_BRIEF_: An exact, word-for-word copy of the entries is required, beginning at the line that contains "use std::time::Duration;" and ending at the last line, both included.

#####

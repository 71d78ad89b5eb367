use std::time::Duration;

pub mod classifier;
pub mod models;
pub mod prompts;
pub mod responses;

/// Model selection and connection settings.
#[derive(Debug, Clone)]
pub struct Config {
    /// `dummy` or `deepseek`.
    pub model: String,
    pub api_key: Option<String>,
    pub model_name: Option<String>,
    pub model_url: Option<String>,
    pub timeout: Duration,
}

impl Default for Config {
    fn default() -> Self {
        Self {
            model: "dummy".to_string(),
            api_key: None,
            model_name: None,
            model_url: None,
            timeout: classifier::DEFAULT_TIMEOUT,
        }
    }
}

pub mod prelude {
    pub use super::classifier::Classifier;
    pub use super::models::create_model;
    pub use super::prompts::{ArticleDigest, SynthesisSource};
    pub use super::responses::{
        BreakingAssessment, CategoryAssessment, DuplicateJudgment, RewriteDraft, SynthesisDraft,
    };
    pub use super::Config;
    pub use nt_core::{Error, Result};
}

pub use classifier::Classifier;
pub use models::create_model;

#####

_OUTPUT BELOW_:
use std::time::Duration;

pub mod classifier;
pub mod models;
pub mod prompts;
pub mod responses;

/// Model selection and connection settings.
#[derive(Debug, Clone)]
pub struct Config {
    /// `dummy` or `deepseek`.
    pub model: String,
    pub api_key: Option<String>,
    pub model_name: Option<String>,
    pub model_url: Option<String>,
    pub timeout: Duration,
}

impl Default for Config {
    fn default() -> Self {
        Self {
            model: "dummy".to_string(),
            api_key: None,
            model_name: None,
            model_url: None,
            timeout: classifier::DEFAULT_TIMEOUT,
        }
    }
}

pub mod prelude {
    pub use super::classifier::Classifier;
    pub use super::models::create_model;
    pub use super::prompts::{ArticleDigest, SynthesisSource};
    pub use super::responses::{
        BreakingAssessment, CategoryAssessment, DuplicateJudgment, RewriteDraft, SynthesisDraft,
    };
    pub use super::Config;
    pub use nt_core::{Error, Result};
}

pub use classifier::Classifier;
pub use models::create_model;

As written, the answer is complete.